Dataset entries
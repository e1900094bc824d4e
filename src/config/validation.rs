//! Config validation: unknown-key detection with Levenshtein suggestions.
//!
//! The raw TOML is walked before serde sees it; every key that is not part of
//! [`super::EngineConfig`] produces a warning with a "did you mean?" hint.
//! Warnings never stop a config from loading.

use std::collections::HashSet;

/// A non-fatal config warning (typo, unknown section).
#[derive(Debug, Clone)]
pub struct ValidationWarning {
    pub field: String,
    pub message: String,
    pub suggestion: Option<String>,
}

impl std::fmt::Display for ValidationWarning {
    fn fmt(&self, f: &mut std::fmt::Formatter<'_>) -> std::fmt::Result {
        write!(f, "{}", self.message)?;
        if let Some(ref s) = self.suggestion {
            write!(f, " (did you mean '{s}'?)")?;
        }
        Ok(())
    }
}

// ============================================================================
// Known Config Keys
// ============================================================================

/// Tables whose child keys are user-chosen names.
///
/// Children are normalised to `*` before lookup, so `quota.600x600.tile_area_m2`
/// is checked as `quota.*.tile_area_m2`.
const OPEN_TABLES: &[&str] = &["quota", "analytics.target_speeds"];

/// Returns the complete set of valid dotted key paths for `EngineConfig`.
///
/// Array-of-table entries (`[[lines]]`, `[[devices]]`) are listed by their
/// field names directly under the array key.
pub fn known_config_keys() -> HashSet<&'static str> {
    let keys: &[&str] = &[
        // [engine]
        "engine",
        "engine.log_root",
        "engine.data_dir",
        "engine.mode",
        "engine.interval_secs",
        "engine.namespace",
        "engine.lines",
        // [reconciler]
        "reconciler",
        "reconciler.reset_ratio",
        "reconciler.window_size",
        // [analytics]
        "analytics",
        "analytics.idle_threshold_secs",
        "analytics.stillness_gap_secs",
        "analytics.trend_slope_threshold",
        "analytics.stopped_speed",
        "analytics.downtime_gap_secs",
        "analytics.ideal_cycle_secs",
        "analytics.target_speed_per_hour",
        "analytics.target_speeds",
        "analytics.target_speeds.*",
        // [anomaly]
        "anomaly",
        "anomaly.z_threshold",
        "anomaly.min_samples",
        "anomaly.std_floor_ratio",
        "anomaly.std_floor_abs",
        "anomaly.sudden_change_ratio",
        "anomaly.stoppage_secs",
        "anomaly.max_error_rate",
        "anomaly.min_speed_per_hour",
        "anomaly.scores",
        "anomaly.scores.sudden_change",
        "anomaly.scores.stoppage",
        "anomaly.scores.high_error_rate",
        "anomaly.scores.low_speed",
        "anomaly.scores.calibration_drift",
        // [waste]
        "waste",
        "waste.tolerance_pp",
        "waste.holdover_position",
        "waste.classification_position",
        // [publisher]
        "publisher",
        "publisher.timeout_ms",
        "publisher.snapshot_ttl_secs",
        "publisher.bus_capacity",
        "publisher.webhook_url",
        // [watcher]
        "watcher",
        "watcher.poll_ms",
        "watcher.debounce_ms",
        // [api]
        "api",
        "api.enabled",
        "api.addr",
        // [[lines]]
        "lines",
        "lines.name",
        "lines.layout",
        "lines.stages",
        "lines.alert_thresholds_percent",
        "lines.product",
        "lines.holdover_after",
        // [[devices]]
        "devices",
        "devices.id",
        "devices.line",
        "devices.position",
        "devices.brick_type",
        "devices.store_id",
        // [quota.<product>]
        "quota",
        "quota.*",
        "quota.*.tile_area_m2",
        "quota.*.monthly_quota_30",
        "quota.*.monthly_quota_31",
        "quota.*.cycle_minutes",
    ];
    keys.iter().copied().collect()
}

// ============================================================================
// TOML Key Walking
// ============================================================================

/// Recursively walks a `toml::Value` tree and collects all dotted key paths.
///
/// Arrays of tables contribute their entries' keys under the array's path,
/// so `[[lines]] name = "DC1"` yields `lines` and `lines.name`.
pub fn walk_toml_keys(value: &toml::Value, prefix: &str) -> Vec<String> {
    let mut keys = Vec::new();
    if let Some(table) = value.as_table() {
        for (k, v) in table {
            let path = if prefix.is_empty() {
                k.clone()
            } else {
                format!("{prefix}.{k}")
            };
            keys.push(path.clone());
            match v {
                toml::Value::Table(_) => keys.extend(walk_toml_keys(v, &path)),
                toml::Value::Array(items) => {
                    for item in items.iter().filter(|i| i.is_table()) {
                        keys.extend(walk_toml_keys(item, &path));
                    }
                }
                _ => {}
            }
        }
    }
    keys.sort();
    keys.dedup();
    keys
}

/// Replace user-chosen segments under [`OPEN_TABLES`] with `*`.
fn normalise_key(key: &str) -> String {
    for open in OPEN_TABLES {
        if let Some(rest) = key.strip_prefix(open).and_then(|r| r.strip_prefix('.')) {
            let mut parts = rest.splitn(2, '.');
            let _name = parts.next();
            return match parts.next() {
                Some(tail) => format!("{open}.*.{tail}"),
                None => format!("{open}.*"),
            };
        }
    }
    key.to_string()
}

// ============================================================================
// Levenshtein Distance
// ============================================================================

/// Compute the Levenshtein edit distance between two strings.
fn levenshtein(a: &str, b: &str) -> usize {
    let a: Vec<char> = a.chars().collect();
    let b: Vec<char> = b.chars().collect();
    if a.is_empty() {
        return b.len();
    }
    if b.is_empty() {
        return a.len();
    }

    let mut prev: Vec<usize> = (0..=b.len()).collect();
    let mut curr = vec![0; b.len() + 1];

    for (i, ca) in a.iter().enumerate() {
        curr[0] = i + 1;
        for (j, cb) in b.iter().enumerate() {
            let cost = usize::from(ca != cb);
            curr[j + 1] = (prev[j + 1] + 1).min(curr[j] + 1).min(prev[j] + cost);
        }
        std::mem::swap(&mut prev, &mut curr);
    }

    prev[b.len()]
}

/// Suggest the closest known key for an unknown key, if within edit distance 3.
pub fn suggest_correction(unknown: &str, known: &HashSet<&str>) -> Option<String> {
    known
        .iter()
        .filter(|k| !k.contains('*'))
        .map(|k| (*k, levenshtein(unknown, k)))
        .filter(|(_, d)| *d <= 3)
        .min_by(|(ka, da), (kb, db)| da.cmp(db).then_with(|| ka.cmp(kb)))
        .map(|(k, _)| k.to_string())
}

// ============================================================================
// Unknown Key Validation (entry point)
// ============================================================================

/// Parse a raw TOML string and return warnings for any unknown config keys.
///
/// Parse errors are left to serde, which reports them with line numbers.
pub fn validate_unknown_keys(raw_toml: &str) -> Vec<ValidationWarning> {
    let Ok(value) = raw_toml.parse::<toml::Value>() else {
        return Vec::new();
    };

    let known = known_config_keys();
    walk_toml_keys(&value, "")
        .into_iter()
        .filter(|key| !known.contains(normalise_key(key).as_str()))
        .map(|key| ValidationWarning {
            suggestion: suggest_correction(&key, &known),
            message: format!("Unknown config key '{key}'"),
            field: key,
        })
        .collect()
}
//! Stage Aggregator
//!
//! Groups reconciled device totals into per-stage totals in pipeline order,
//! then derives the waste view and the quota comparison from them.
//!
//! Stage order is fixed per line. Standard lines fire once:
//!
//! ```text
//! sau-me -> truoc-ln -> sau-ln -> truoc-mm -> truoc-dh
//! ```
//!
//! Double-firing lines pass a biscuit kiln and a glaze kiln:
//!
//! ```text
//! sau-me -> truoc-lo-xuong -> sau-lo-xuong -> truoc-lo-men -> sau-lo-men
//!        -> truoc-mai -> sau-mai -> truoc-dh
//! ```

pub mod quota;
pub mod waste;

pub use quota::{compare_quota, days_in_month, QuotaComparison};
pub use waste::WasteCalculator;

use std::collections::{BTreeMap, BTreeSet};
use tracing::{debug, warn};

use crate::acquisition::ClassificationSource;
use crate::config::{defaults, EngineConfig, LayoutKind};
use crate::reconciler::{CounterReconciler, DeviceState};
use crate::types::{GradeBreakdown, SourceKey, StageTotals};

pub const STANDARD_STAGES: [&str; 5] = ["sau-me", "truoc-ln", "sau-ln", "truoc-mm", "truoc-dh"];

pub const DOUBLE_FIRING_STAGES: [&str; 8] = [
    "sau-me",
    "truoc-lo-xuong",
    "sau-lo-xuong",
    "truoc-lo-men",
    "sau-lo-men",
    "truoc-mai",
    "sau-mai",
    "truoc-dh",
];

/// Stages that feed a kiln; the boundary leaving them gets the kiln threshold.
const KILN_ENTRY_STAGES: [&str; 3] = ["truoc-ln", "truoc-lo-xuong", "truoc-lo-men"];

/// Ordered stages of one line plus per-boundary settings.
#[derive(Debug, Clone, PartialEq)]
pub struct StageLayout {
    pub line: String,
    pub stages: Vec<String>,
    /// One alert threshold (percent of entry) per consecutive stage pair
    pub alert_thresholds: Vec<f64>,
    /// Stage whose outgoing boundary absorbs holdover stock
    pub holdover_after: Option<String>,
}

fn default_threshold(from_stage: &str) -> f64 {
    if KILN_ENTRY_STAGES.contains(&from_stage) {
        defaults::KILN_WASTE_ALERT_PERCENT
    } else {
        defaults::DEFAULT_WASTE_ALERT_PERCENT
    }
}

impl StageLayout {
    pub fn new(line: impl Into<String>, stages: Vec<String>, holdover_after: Option<String>) -> Self {
        let alert_thresholds = stages
            .iter()
            .take(stages.len().saturating_sub(1))
            .map(|s| default_threshold(s))
            .collect();
        Self {
            line: line.into(),
            stages,
            alert_thresholds,
            holdover_after,
        }
    }

    pub fn standard(line: impl Into<String>) -> Self {
        Self::new(
            line,
            STANDARD_STAGES.iter().map(|s| (*s).to_string()).collect(),
            Some("sau-ln".to_string()),
        )
    }

    pub fn double_firing(line: impl Into<String>) -> Self {
        Self::new(
            line,
            DOUBLE_FIRING_STAGES.iter().map(|s| (*s).to_string()).collect(),
            Some("sau-lo-men".to_string()),
        )
    }

    /// Layout of `line` from configuration; unconfigured lines are standard.
    pub fn for_line(line: &str, config: &EngineConfig) -> Self {
        let Some(lc) = config.line(line) else {
            return Self::standard(line);
        };

        let mut layout = match (&lc.stages, lc.layout) {
            (Some(stages), _) => Self::new(line, stages.clone(), None),
            (None, LayoutKind::DoubleFiring) => Self::double_firing(line),
            (None, LayoutKind::Standard) => Self::standard(line),
        };
        if lc.holdover_after.is_some() {
            layout.holdover_after.clone_from(&lc.holdover_after);
        }

        if let Some(thresholds) = &lc.alert_thresholds_percent {
            let boundaries = layout.alert_thresholds.len();
            if thresholds.len() != boundaries {
                warn!(
                    line = %line,
                    configured = thresholds.len(),
                    boundaries,
                    "Alert threshold count does not match the layout, padding with defaults"
                );
            }
            for (slot, value) in layout.alert_thresholds.iter_mut().zip(thresholds) {
                *slot = *value;
            }
        }
        layout
    }

    pub fn entry_stage(&self) -> Option<&str> {
        self.stages.first().map(String::as_str)
    }

    /// `(from, to, alert_threshold)` for every consecutive stage pair.
    pub fn boundaries(&self) -> impl Iterator<Item = (&str, &str, f64)> {
        self.stages
            .iter()
            .zip(self.stages.iter().skip(1))
            .zip(self.alert_thresholds.iter())
            .map(|((from, to), t)| (from.as_str(), to.as_str(), *t))
    }

    pub fn contains(&self, stage: &str) -> bool {
        self.stages.iter().any(|s| s == stage)
    }
}

/// Every line present in a device snapshot, sorted.
pub fn lines_of(devices: &[(SourceKey, DeviceState)]) -> Vec<String> {
    let set: BTreeSet<&str> = devices.iter().map(|(k, _)| k.line.as_str()).collect();
    set.into_iter().map(str::to_string).collect()
}

/// Brick-type variants present on a line, sorted.
pub fn brick_types_of(devices: &[(SourceKey, DeviceState)], line: &str) -> Vec<String> {
    let set: BTreeSet<&str> = devices
        .iter()
        .filter(|(k, _)| k.line.eq_ignore_ascii_case(line))
        .filter_map(|(k, _)| k.brick_type.as_deref())
        .collect();
    set.into_iter().map(str::to_string).collect()
}

/// Total of every device at `position` on `line`, or `None` without devices.
///
/// `brick_type = None` sums every variant.
pub fn position_total(
    devices: &[(SourceKey, DeviceState)],
    line: &str,
    position: &str,
    brick_type: Option<&str>,
) -> Option<StageTotals> {
    let mut totals = StageTotals::empty(position);
    for (key, state) in devices {
        if !key.line.eq_ignore_ascii_case(line) || key.position != position {
            continue;
        }
        if brick_type.is_some_and(|bt| key.brick_type.as_deref() != Some(bt)) {
            continue;
        }
        *totals.per_device_totals.entry(key.device_id.clone()).or_insert(0) += state.reconciled_total;
        totals.combined_total = totals.combined_total.saturating_add(state.reconciled_total);
        totals.reset_events += state.reset_count;
    }
    totals.has_data().then_some(totals)
}

/// Ordered stage totals of one line.
///
/// A stage without devices is reported with a zero total and a warning; it
/// never aborts the line.
pub fn compute_stage_totals(
    layout: &StageLayout,
    devices: &[(SourceKey, DeviceState)],
    brick_type: Option<&str>,
) -> Vec<StageTotals> {
    layout
        .stages
        .iter()
        .map(|stage| {
            position_total(devices, &layout.line, stage, brick_type).unwrap_or_else(|| {
                warn!(line = %layout.line, stage = %stage, "No devices for stage, counting zero");
                StageTotals::empty(stage)
            })
        })
        .collect()
}

/// Turn a classification source into final per-grade units.
pub fn resolve_grades(source: &ClassificationSource, reconciler: &CounterReconciler) -> GradeBreakdown {
    match source {
        ClassificationSource::Table(table) => table.clone(),
        ClassificationSource::Counters(series) => {
            let grades: BTreeMap<String, u64> = series
                .iter()
                .map(|(grade, readings)| (grade.clone(), reconciler.reconcile(grade, readings).total_delta))
                .collect();
            debug!(grades = grades.len(), "Grade counters reconciled");
            GradeBreakdown { grades }
        }
    }
}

Required action:
Set down exactly the lines of the data above, beginning with the line that has "(typo, unknown section)." and ending with the line that has "listed by their", and no others.

Problem solution:
/// A non-fatal config warning (typo, unknown section).
#[derive(Debug, Clone)]
pub struct ValidationWarning {
    pub field: String,
    pub message: String,
    pub suggestion: Option<String>,
}

impl std::fmt::Display for ValidationWarning {
    fn fmt(&self, f: &mut std::fmt::Formatter<'_>) -> std::fmt::Result {
        write!(f, "{}", self.message)?;
        if let Some(ref s) = self.suggestion {
            write!(f, " (did you mean '{s}'?)")?;
        }
        Ok(())
    }
}

// ============================================================================
// Known Config Keys
// ============================================================================

/// Tables whose child keys are user-chosen names.
///
/// Children are normalised to `*` before lookup, so `quota.600x600.tile_area_m2`
/// is checked as `quota.*.tile_area_m2`.
const OPEN_TABLES: &[&str] = &["quota", "analytics.target_speeds"];

/// Returns the complete set of valid dotted key paths for `EngineConfig`.
///
/// Array-of-table entries (`[[lines]]`, `[[devices]]`) are listed by their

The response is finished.